2. Run the following script before submitting your first batch job. You will not need to run it again unless the files it creates are inadvertently deleted or changed. The script creates ssh keys and an MPI file required for batch runs.

/ctc/tools/setup_ssh_mpd_linux.sh
Complete details on what the script does are in the Appendix of the document Important vsched Information for Linux .

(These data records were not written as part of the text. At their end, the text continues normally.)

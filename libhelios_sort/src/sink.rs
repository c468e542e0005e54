use fxhash::FxHashMap;
use std::fmt::Display;

use super::detector::Detector;

/// The kinds of spectra the sorter produces
#[derive(Debug, Clone, Copy, PartialEq, Eq, Hash)]
pub enum HistogramCategory {
    /// Raw (value, channel) of one ADC
    Adc,
    /// Raw (value, word) of the auxiliary words
    Aux,
    /// Raw (value, word) of the time-reference words
    Tdc,
    /// (XN, XF) of one detector, or of all detectors
    XfXn,
    /// E vs detector number
    Energy,
    /// XF vs detector number
    XFar,
    /// XN vs detector number
    XNear,
    /// T vs detector number
    Time,
    /// (x, E) of one detector
    EnergyX,
    /// (XF + XN, E) of one detector
    EnergySum,
    /// (Z, E) of the whole array
    EnergyZ,
    /// (Z, E) of hits inside the E-Z gate
    EnergyZGated,
    /// Excitation energy
    QValue,
    /// Center-of-mass energy
    Ecm,
    /// Center-of-mass angle
    ThetaCm,
    /// (Z, T) of the whole array
    TimeZ,
    /// (E0, dE0) of the beam monitor
    BeamMonitor,
    /// (E0, dE0 - RF)
    BeamMonitorRf,
    /// Energy of one luminosity monitor
    Elum,
    /// (energy, ELUM - RF) of one luminosity monitor
    ElumRf,
    /// (dE, E) of one recoil telescope
    Recoil,
    /// (E, TAC) of the array, or of hits in coincidence with one recoil CsI
    TacEnergy,
    /// TacEnergy for hits inside the E-Z gate
    TacEnergyGated,
    /// (Z, E) of gated hits with a good TAC and a good recoil CsI, any or one
    EnergyZCoincidence,
}

impl HistogramCategory {
    fn base_name(&self) -> &'static str {
        match self {
            Self::Adc => "hADC",
            Self::Aux => "hAUX",
            Self::Tdc => "hTDC",
            Self::XfXn => "hXFXN",
            Self::Energy => "hE",
            Self::XFar => "hXF",
            Self::XNear => "hXN",
            Self::Time => "hT",
            Self::EnergyX => "hEX",
            Self::EnergySum => "hESum",
            Self::EnergyZ => "hEZ",
            Self::EnergyZGated => "hEZg",
            Self::QValue => "hQ",
            Self::Ecm => "hEcm",
            Self::ThetaCm => "hThetaCM",
            Self::TimeZ => "hTZ",
            Self::BeamMonitor => "hEDE0",
            Self::BeamMonitorRf => "hDE0_RF",
            Self::Elum => "hELUM",
            Self::ElumRf => "hELUM_RF",
            Self::Recoil => "hRDT",
            Self::TacEnergy | Self::TacEnergyGated => "hETAC",
            Self::EnergyZCoincidence => "hEZg",
        }
    }
}

/// Typed identifier of a histogram.
///
/// `index` is the zero-based ADC, detector, or monitor index for per-ADC, per-detector, and
/// per-monitor spectra, and None for spectra of the whole array. Names number from one.
#[derive(Debug, Clone, Copy, PartialEq, Eq, Hash)]
pub struct HistogramKey {
    pub category: HistogramCategory,
    pub index: Option<usize>,
}

impl HistogramKey {
    pub fn array(category: HistogramCategory) -> Self {
        Self {
            category,
            index: None,
        }
    }

    pub fn detector(category: HistogramCategory, detector: Detector) -> Self {
        Self {
            category,
            index: Some(detector.index()),
        }
    }

    pub fn adc(adc: usize) -> Self {
        Self {
            category: HistogramCategory::Adc,
            index: Some(adc),
        }
    }

    pub fn indexed(category: HistogramCategory, index: usize) -> Self {
        Self {
            category,
            index: Some(index),
        }
    }

    pub fn name(&self) -> String {
        use HistogramCategory::*;
        match (self.category, self.index) {
            (TacEnergy, None) => String::from("hETAC_ALL"),
            (TacEnergyGated, None) => String::from("hETACg_ALL"),
            (TacEnergyGated, Some(idx)) => format!("hETAC{}g", idx + 1),
            (EnergyZCoincidence, None) => String::from("hEZgg"),
            (category, Some(idx)) => format!("{}{}", category.base_name(), idx + 1),
            (category, None) => category.base_name().to_string(),
        }
    }
}

impl Display for HistogramKey {
    fn fmt(&self, f: &mut std::fmt::Formatter<'_>) -> std::fmt::Result {
        write!(f, "{}", self.name())
    }
}

/// Where the sorter sends its results. Implemented by the host's histogramming layer.
pub trait HistogramSink {
    fn fill1(&mut self, key: HistogramKey, x: f64);
    fn fill2(&mut self, key: HistogramKey, x: f64, y: f64);
}

/// A sink which remembers every fill, keyed by histogram.
///
/// Useful for checking a sort without a plotting library.
#[derive(Debug, Clone, Default)]
pub struct FillRecorder {
    fills: FxHashMap<HistogramKey, Vec<(f64, Option<f64>)>>,
}

impl FillRecorder {
    pub fn new() -> Self {
        Self::default()
    }

    pub fn fills(&self, key: &HistogramKey) -> &[(f64, Option<f64>)] {
        match self.fills.get(key) {
            Some(f) => f,
            None => &[],
        }
    }

    pub fn count(&self, key: &HistogramKey) -> usize {
        self.fills(key).len()
    }

    pub fn total(&self) -> usize {
        self.fills.values().map(|f| f.len()).sum()
    }

    pub fn clear(&mut self) {
        self.fills.clear();
    }
}

impl HistogramSink for FillRecorder {
    fn fill1(&mut self, key: HistogramKey, x: f64) {
        self.fills.entry(key).or_default().push((x, None));
    }

    fn fill2(&mut self, key: HistogramKey, x: f64, y: f64) {
        self.fills.entry(key).or_default().push((x, Some(y)));
    }
}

3. Prepare a file named your_job .xml in the format shown here. All of the xml tags shown in the example are required. This file specifies number of minutes, number of nodes, and type of job (batch or interactive), as well as:

    • what you want to run (e.g. your perl script)
    • where you want to run it (e.g. the v2linux dev pool of nodes)

<run>...</run> tags specify what you want to run on the nodes. It can be any script or executable.

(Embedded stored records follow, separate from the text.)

use serde::{Deserialize, Serialize};

/// One column of a Trello board.
#[derive(Debug, Clone, PartialEq, Eq, Serialize, Deserialize)]
pub struct BoardList {
    #[serde(default)]
    pub id: String,
    #[serde(default)]
    pub name: String,
}
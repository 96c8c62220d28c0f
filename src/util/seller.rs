use std::sync::OnceLock;

use regex::Regex;

// Matches the label with any surrounding markdown emphasis and the colon,
// e.g. `**Ansvarig säljare:**` or `_Ansvarig säljare_ :`.
fn label_regex() -> &'static Regex {
    static RE: OnceLock<Regex> = OnceLock::new();
    RE.get_or_init(|| {
        Regex::new(r"(?i)[*_]*\s*ansvarig\s+säljare\s*[*_]*\s*:?\s*[*_]*")
            .expect("valid seller regex")
    })
}

/// Responsible seller written in a card description.
///
/// Only the first line carrying the label is considered.
pub fn responsible_seller(desc: &str) -> Option<String> {
    let re = label_regex();
    let (line, m) = desc
        .lines()
        .find_map(|line| re.find(line).map(|m| (line, m)))?;
    let value = line[m.end()..]
        .trim_matches(|c: char| c == '*' || c == '_' || c.is_whitespace())
        .to_string();
    (!value.is_empty()).then_some(value)
}
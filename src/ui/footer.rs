use ratatui::{
    layout::Rect,
    style::Style,
    text::{Line, Span},
    widgets::Paragraph,
    Frame,
};

use crate::app::{App, Panel};

pub fn render(f: &mut Frame, area: Rect, app: &App) {
    let mut spans = vec![hint("↑↓", "meny"), hint("enter", "öppna")];

    match app.active {
        Panel::Overview => spans.push(hint("r", "uppdatera")),
        Panel::Board(_) => {
            spans.push(hint("r", "uppdatera/försök igen"));
            spans.push(hint("j/k", "scrolla"));
        }
        Panel::Placeholder => {}
    }
    spans.push(hint("q", "avsluta"));

    // Flash message
    if let Some((msg, _)) = &app.flash_message {
        spans.push(Span::raw("  "));
        spans.push(Span::styled(
            msg,
            Style::default().fg(ratatui::style::Color::Yellow),
        ));
    }

    let paragraph = Paragraph::new(Line::from(spans));
    f.render_widget(paragraph, area);
}

fn hint(key: &str, desc: &str) -> Span<'static> {
    Span::styled(
        format!(" {key}:{desc} "),
        Style::default().fg(ratatui::style::Color::DarkGray),
    )
}
use ratatui::{
    layout::Rect,
    style::{Modifier, Style},
    text::{Line, Span},
    widgets::{Block, Borders, Paragraph},
    Frame,
};

use crate::app::{App, Phase};
use crate::ui::theme::{spinner, status_color, ACCENT, MUTED};

pub fn render(f: &mut Frame, area: Rect, app: &App) {
    let mut lines = vec![
        Line::from(vec![
            Span::styled(
                "Orderstatus Dashboard",
                Style::default().add_modifier(Modifier::BOLD),
            ),
            Span::raw("  "),
            Span::styled(
                format!("{} aktiva ordrar", app.total_orders()),
                Style::default().fg(ACCENT),
            ),
        ]),
        Line::raw(""),
    ];

    if app.boards.is_empty() {
        lines.push(Line::styled(
            "Inga tavlor konfigurerade",
            Style::default().fg(MUTED),
        ));
    }

    for board in &app.boards {
        let view = app.view(&board.id);
        let status = match view.map(|v| &v.phase) {
            None | Some(Phase::Idle) => Span::styled("ej hämtad", Style::default().fg(MUTED)),
            Some(Phase::Loading) => Span::raw(format!("{} laddar", spinner(app.spinner_frame))),
            Some(Phase::Error(msg)) => {
                Span::styled(format!("fel: {msg}"), Style::default().fg(ACCENT))
            }
            Some(Phase::Loaded) => Span::styled(
                format!("{} ordrar", view.map(|v| v.card_count()).unwrap_or(0)),
                Style::default().fg(ACCENT),
            ),
        };
        lines.push(Line::from(vec![
            Span::styled(
                format!("{:<24}", board.name),
                Style::default().add_modifier(Modifier::BOLD),
            ),
            status,
        ]));

        if let Some(v) = view.filter(|v| v.phase == Phase::Loaded) {
            let mut spans = vec![Span::raw("  ")];
            for (category, count) in v.category_counts() {
                spans.push(Span::styled(
                    format!("{} {} {count}   ", category.icon(), category),
                    Style::default().fg(status_color(category)),
                ));
            }
            lines.push(Line::from(spans));
        }
    }

    let paragraph = Paragraph::new(lines).block(
        Block::default()
            .borders(Borders::ALL)
            .border_style(Style::default().fg(ratatui::style::Color::Cyan))
            .title(" Översikt "),
    );

    f.render_widget(paragraph, area);
}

<type>...</type> tags must contain either batch or interactive . 

If the job type is interactive, the run tags may be left blank; anything specified in the run tags will be ignored.

<?xml version="1.0" ?>

<!-- Sample XML Job File -->

<job>
<nodes>1</nodes>
<minutes>10</minutes>
<type>batch</type>
<affiliation>v2linuxdev</affiliation>
<run>/bin/sh $HOME/test/MyJob.sh</run>
</job>

4. The previous step stated that within the <run>...</run> tags you can specify any script or executable.  We have used a .sh script for this example.  In general, a batch script is used to:

  1. set up a temporary directory on the compute node for your files
  2. copy the files your job needs to the temporary directory
  3. run your program(s)
  4. copy the output files back to the CTC fileservers
  5. delete your files in the temporary directory on the compute node
  6. end the batch session
#!/bin/sh  

# create a local directory on /tmp
mkdir -v /tmp/$USER

# copy the files
cp $HOME/test/karpc.exe /tmp/$USER/karpc.exe
cp $HOME/test/values /tmp/$USER/values

cd /tmp/$USER

# run the executable from local disk
./karpc.exe >&karpc.stdout

# Copy output files to your output folder
cp -f /tmp/$USER/karpc.std* $HOME/test

# delete all remaining files on /tmp/$USER
rm -r /tmp/$USER
vsched -c

5. Submit the xml file from the command prompt. The JobID will be returned. No files will be read or copied until your job actually starts. The warning statement indicates that vsched did not have permissions to verify the program you specified in the run tags.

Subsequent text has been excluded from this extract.